Task to complete: Upon reaching the line containing "Option<i32>) -> Event", output that line and all remaining lines exactly, through the end of the entries, and output nothing before it.

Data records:

- Opening Delimiter -

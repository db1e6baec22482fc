//! Checkout: full name -> phone number -> delivery address -> order, then
//! payment confirmation

use tracing::{error, info, warn};

use super::ui_builder::{format_order_preview, paid_buttons};
use super::Handler;
use crate::chat::Keyboard;
use crate::dialogue::{validate_delivery_address, validate_full_name, validate_phone_number, State};
use crate::domain::{Cart, Customer, Meta, Order};
use crate::errors::{BotError, BotResult, StoreError};
use crate::store::CustomerUpdate;

impl Handler {
    pub async fn checkout(&self, chat_id: i64, customer: &Customer) -> BotResult<()> {
        if customer.cart.is_empty() {
            self.send(chat_id, "cart-empty").await?;
            return Ok(());
        }

        self.store
            .update_state(customer.telegram_id, State::WaitingForFullName)
            .await?;
        self.send(chat_id, "enter-full-name").await?;
        Ok(())
    }

    /// Express delivery is only possible for a single position; such carts
    /// are turned away here and the step is not advanced.
    pub async fn handle_full_name(&self, chat_id: i64, customer: &Customer, input: &str) -> BotResult<()> {
        if customer.meta.is_express() && customer.cart.len() > 1 {
            info!(user_id = %customer.telegram_id, positions = customer.cart.len(), "Express order with several positions rejected");
            self.send_with_keyboard(chat_id, "express-single-position", self.keyboards.cart_preview())
                .await?;
            return Ok(());
        }

        let full_name = match validate_full_name(input) {
            Ok(full_name) => full_name,
            Err(key) => {
                self.send(chat_id, key).await?;
                return Ok(());
            }
        };

        self.store
            .update_customer(
                customer.telegram_id,
                CustomerUpdate::new()
                    .full_name(full_name)
                    .state(State::WaitingForPhoneNumber),
            )
            .await?;
        self.send(chat_id, "enter-phone").await?;
        Ok(())
    }

    pub async fn handle_phone_number(&self, chat_id: i64, customer: &Customer, input: &str) -> BotResult<()> {
        let phone_number = match validate_phone_number(input) {
            Ok(phone_number) => phone_number,
            Err(key) => {
                self.send(chat_id, key).await?;
                return Ok(());
            }
        };

        self.store
            .update_customer(
                customer.telegram_id,
                CustomerUpdate::new()
                    .phone_number(phone_number)
                    .state(State::WaitingForDeliveryAddress),
            )
            .await?;
        self.send(chat_id, "enter-address").await?;
        Ok(())
    }

    /// Creates the order from the cart, empties the cart and sends the
    /// order preview followed by the payment requisites
    pub async fn handle_delivery_address(&self, chat_id: i64, customer: &Customer, input: &str) -> BotResult<()> {
        let address = match validate_delivery_address(input) {
            Ok(address) => address,
            Err(key) => {
                self.send(chat_id, key).await?;
                return Ok(());
            }
        };

        let short_id = self.store.get_free_short_id().await?;
        let order = Order::new(customer, address, customer.meta.is_express(), short_id);

        // Cart first: a stored order never coexists with the cart it came from
        self.store
            .update_customer(
                customer.telegram_id,
                CustomerUpdate::new()
                    .cart(Cart::new())
                    .meta(Meta::default())
                    .last_edit_position(None)
                    .state(State::Default),
            )
            .await?;

        if let Err(e) = self.store.save_order(&order).await {
            error!(user_id = %customer.telegram_id, error = %e, "Failed to save order, restoring cart");
            let restore = CustomerUpdate::new()
                .cart(customer.cart.clone())
                .meta(customer.meta)
                .state(customer.state);
            if let Err(restore_err) = self.store.update_customer(customer.telegram_id, restore).await {
                error!(user_id = %customer.telegram_id, error = %restore_err, "Failed to restore cart");
            }
            return Err(e.into());
        }
        info!(
            user_id = %customer.telegram_id,
            customer = %customer.display_name(),
            short_id = %order.short_id,
            amount_rub = order.amount_rub,
            "Order created"
        );

        let preview = format_order_preview(&self.texts, &order);
        self.chat.send_text(chat_id, &preview, None).await?;

        let requisites = self.texts.get_with_args(
            "requisites",
            &[
                ("total_rub", order.amount_rub.to_string()),
                ("requisites", self.settings.requisites.clone()),
            ],
        );
        let buttons = paid_buttons(&self.texts, &order.short_id)?;
        self.chat
            .send_text(chat_id, &requisites, Some(Keyboard::Inline(buttons)))
            .await?;
        Ok(())
    }

    /// "I paid": only the customer who placed the order can mark it paid
    pub async fn paid(&self, chat_id: i64, customer: &Customer, short_id: Option<&str>) -> BotResult<()> {
        let short_id = short_id.ok_or(BotError::InvalidUpdate)?;

        let order = match self.store.get_order_by_short_id(short_id).await {
            Ok(order) if order.customer.telegram_id == customer.telegram_id => order,
            Ok(_) | Err(StoreError::OrderNotFound(_)) => {
                warn!(user_id = %customer.telegram_id, short_id = %short_id, "Paid pressed for unknown order");
                self.send(chat_id, "order-not-found").await?;
                return Ok(());
            }
            Err(e) => return Err(e.into()),
        };

        self.store
            .update_order_to_paid(customer.telegram_id, &order.short_id)
            .await?;
        info!(user_id = %customer.telegram_id, short_id = %order.short_id, "Order marked as paid");

        let text = self
            .texts
            .get_with_args("payment-received", &[("short_id", order.short_id.clone())]);
        self.chat.send_text(chat_id, &text, None).await?;
        Ok(())
    }
}
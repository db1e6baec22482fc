//! Shared harness: a recording chat client and a handler wired to the
//! in-memory store with a fixed yuan rate of 1.0
#![allow(dead_code)]

use std::sync::atomic::{AtomicI32, Ordering};
use std::sync::{Arc, Mutex};
use std::time::Duration;

use async_trait::async_trait;
use uuid::Uuid;

use poizon_bot::bot::{dispatch, Handler};
use poizon_bot::callback::{Callback, CallbackData};
use poizon_bot::catalog::CatalogCache;
use poizon_bot::chat::{ChatClient, ChatResult, Event, InlineRows, Keyboard, Media, Sender};
use poizon_bot::config::BotSettings;
use poizon_bot::dialogue::State;
use poizon_bot::domain::{CatalogItem, Customer, Order};
use poizon_bot::errors::{BotResult, StoreError};
use poizon_bot::localization::Texts;
use poizon_bot::pricing::{FixedRateProvider, PricingEngine};
use poizon_bot::store::{CatalogListener, CustomerUpdate, MemoryStore, Store, StoreResult};

pub const USER_ID: i64 = 42;
pub const SHOP_LINK: &str = "https://dw4.co/t/A/1a2b3c";

#[derive(Clone, Debug, PartialEq)]
pub enum Sent {
    Text {
        chat_id: i64,
        text: String,
        keyboard: Option<Keyboard>,
    },
    Album {
        chat_id: i64,
        media: Vec<Media>,
    },
    EditMedia {
        message_id: i32,
        media: Media,
    },
    EditButtons {
        message_id: i32,
        buttons: InlineRows,
    },
    Delete {
        message_id: i32,
    },
}

/// Records every outbound call. Message ids are handed out from 100 upwards.
pub struct MockChat {
    sent: Mutex<Vec<Sent>>,
    next_id: AtomicI32,
    delay: Option<Duration>,
}

impl MockChat {
    pub fn new() -> Self {
        Self {
            sent: Mutex::new(Vec::new()),
            next_id: AtomicI32::new(100),
            delay: None,
        }
    }

    /// Every call sleeps for `delay` before it is recorded
    pub fn with_delay(delay: Duration) -> Self {
        Self {
            delay: Some(delay),
            ..Self::new()
        }
    }

    async fn record(&self, sent: Sent) {
        if let Some(delay) = self.delay {
            tokio::time::sleep(delay).await;
        }
        self.sent.lock().unwrap().push(sent);
    }

    pub fn sent(&self) -> Vec<Sent> {
        self.sent.lock().unwrap().clone()
    }

    pub fn texts(&self) -> Vec<String> {
        self.sent()
            .into_iter()
            .filter_map(|s| match s {
                Sent::Text { text, .. } => Some(text),
                _ => None,
            })
            .collect()
    }

    pub fn last_text(&self) -> Option<String> {
        self.texts().pop()
    }

    /// Keyboard of the most recent text message
    pub fn last_keyboard(&self) -> Option<Keyboard> {
        self.sent().into_iter().rev().find_map(|s| match s {
            Sent::Text { keyboard, .. } => Some(keyboard),
            _ => None,
        })?
    }

    pub fn clear(&self) {
        self.sent.lock().unwrap().clear();
    }
}

#[async_trait]
impl ChatClient for MockChat {
    async fn send_text(&self, chat_id: i64, text: &str, keyboard: Option<Keyboard>) -> ChatResult<i32> {
        self.record(Sent::Text {
            chat_id,
            text: text.to_string(),
            keyboard,
        })
        .await;
        Ok(self.next_id.fetch_add(1, Ordering::SeqCst))
    }

    async fn send_media_group(&self, chat_id: i64, media: Vec<Media>) -> ChatResult<Vec<i32>> {
        let ids = media
            .iter()
            .map(|_| self.next_id.fetch_add(1, Ordering::SeqCst))
            .collect();
        self.record(Sent::Album { chat_id, media }).await;
        Ok(ids)
    }

    async fn edit_message_media(&self, _chat_id: i64, message_id: i32, media: Media) -> ChatResult<()> {
        self.record(Sent::EditMedia { message_id, media }).await;
        Ok(())
    }

    async fn edit_message_buttons(&self, _chat_id: i64, message_id: i32, buttons: InlineRows) -> ChatResult<()> {
        self.record(Sent::EditButtons { message_id, buttons }).await;
        Ok(())
    }

    async fn delete_message(&self, _chat_id: i64, message_id: i32) -> ChatResult<()> {
        self.record(Sent::Delete { message_id }).await;
        Ok(())
    }
}

/// Memory store whose order writes always fail
pub struct FailingOrders {
    pub inner: Arc<MemoryStore>,
}

#[async_trait]
impl Store for FailingOrders {
    async fn get_customer(&self, telegram_id: i64) -> StoreResult<Customer> {
        self.inner.get_customer(telegram_id).await
    }

    async fn save_customer(&self, customer: &Customer) -> StoreResult<()> {
        self.inner.save_customer(customer).await
    }

    async fn update_customer(&self, telegram_id: i64, update: CustomerUpdate) -> StoreResult<()> {
        self.inner.update_customer(telegram_id, update).await
    }

    async fn update_state(&self, telegram_id: i64, state: State) -> StoreResult<()> {
        self.inner.update_state(telegram_id, state).await
    }

    async fn nullify_catalog_offsets(&self) -> StoreResult<()> {
        self.inner.nullify_catalog_offsets().await
    }

    async fn get_catalog(&self) -> StoreResult<Vec<CatalogItem>> {
        self.inner.get_catalog().await
    }

    async fn add_item(&self, item: CatalogItem) -> StoreResult<u32> {
        self.inner.add_item(item).await
    }

    async fn remove_item(&self, item_id: Uuid) -> StoreResult<()> {
        self.inner.remove_item(item_id).await
    }

    async fn update_ranks(&self, up_id: Uuid, down_id: Uuid) -> StoreResult<()> {
        self.inner.update_ranks(up_id, down_id).await
    }

    async fn get_rank_by_id(&self, item_id: Uuid) -> StoreResult<u32> {
        self.inner.get_rank_by_id(item_id).await
    }

    async fn get_id_by_rank(&self, rank: u32) -> StoreResult<Uuid> {
        self.inner.get_id_by_rank(rank).await
    }

    async fn save_order(&self, _order: &Order) -> StoreResult<()> {
        Err(StoreError::Corrupted("orders are unavailable".to_string()))
    }

    async fn get_order_by_short_id(&self, short_id: &str) -> StoreResult<Order> {
        self.inner.get_order_by_short_id(short_id).await
    }

    async fn get_free_short_id(&self) -> StoreResult<String> {
        self.inner.get_free_short_id().await
    }

    async fn get_orders_for_customer(&self, telegram_id: i64) -> StoreResult<Vec<Order>> {
        self.inner.get_orders_for_customer(telegram_id).await
    }

    async fn update_order_to_paid(&self, telegram_id: i64, short_id: &str) -> StoreResult<()> {
        self.inner.update_order_to_paid(telegram_id, short_id).await
    }
}

/// Handler over an arbitrary store, with the same chat, texts and rate as [`TestBot`]
pub fn handler_with_store(store: Arc<dyn Store>, chat: Arc<MockChat>) -> Handler {
    Handler::new(
        store,
        chat,
        Arc::new(CatalogCache::new()),
        PricingEngine::new(Arc::new(FixedRateProvider::new(1.0))),
        Arc::new(Texts::embedded().unwrap()),
        Arc::new(BotSettings::default()),
    )
    .unwrap()
}

pub struct TestBot {
    pub handler: Arc<Handler>,
    pub store: Arc<MemoryStore>,
    pub chat: Arc<MockChat>,
    pub cache: Arc<CatalogCache>,
    pub texts: Arc<Texts>,
}

impl TestBot {
    pub fn new() -> Self {
        Self::with_chat(MockChat::new())
    }

    pub fn with_chat(chat: MockChat) -> Self {
        Self::build(chat, BotSettings::default())
    }

    pub fn with_settings(settings: BotSettings) -> Self {
        Self::build(MockChat::new(), settings)
    }

    fn build(chat: MockChat, settings: BotSettings) -> Self {
        let cache = Arc::new(CatalogCache::new());
        let listener: CatalogListener = {
            let cache = Arc::clone(&cache);
            Arc::new(move |items: &[CatalogItem]| cache.load(items))
        };
        let store = Arc::new(MemoryStore::with_catalog_listener(listener));
        let chat = Arc::new(chat);
        let texts = Arc::new(Texts::embedded().unwrap());
        let handler = Handler::new(
            store.clone(),
            chat.clone(),
            Arc::clone(&cache),
            PricingEngine::new(Arc::new(FixedRateProvider::new(1.0))),
            Arc::clone(&texts),
            Arc::new(settings),
        )
        .unwrap();

        Self {
            handler: Arc::new(handler),
            store,
            chat,
            cache,
            texts,
        }
    }

    pub async fn dispatch(&self, event: Event) -> BotResult<()> {
        dispatch(&self.handler, &event).await
    }

    pub async fn text(&self, text: &str) -> BotResult<()> {
        self.dispatch(text_event(text)).await
    }

    pub async fn press(&self, callback: Callback) -> BotResult<()> {
        self.dispatch(callback_event(&callback.data()?, None)).await
    }

    pub async fn press_data(&self, data: &CallbackData, message_id: Option<i32>) -> BotResult<()> {
        self.dispatch(callback_event(data, message_id)).await
    }

    pub async fn customer(&self) -> Customer {
        self.store.get_customer(USER_ID).await.unwrap()
    }

    pub fn t(&self, key: &str) -> String {
        self.texts.get(key)
    }
}

pub fn sender() -> Sender {
    Sender {
        id: USER_ID,
        first_name: "Ivan".to_string(),
        last_name: None,
        username: Some("ivan".to_string()),
    }
}

pub fn text_event(text: &str) -> Event {
    Event::Text {
        chat_id: USER_ID,
        from: sender(),
        text: text.to_string(),
    }
}

pub fn callback_event(data: &CallbackData, message_id: Option<i32>) -> Event {
    Event::Callback {
        chat_id: USER_ID,
        from: sender(),
        message_id,
        data: data.encode().unwrap(),
    }
}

- Closing Delimiter -

Task result:
pub fn callback_event(data: &CallbackData, message_id: Option<i32>) -> Event {
    Event::Callback {
        chat_id: USER_ID,
        from: sender(),
        message_id,
        data: data.encode().unwrap(),
    }
}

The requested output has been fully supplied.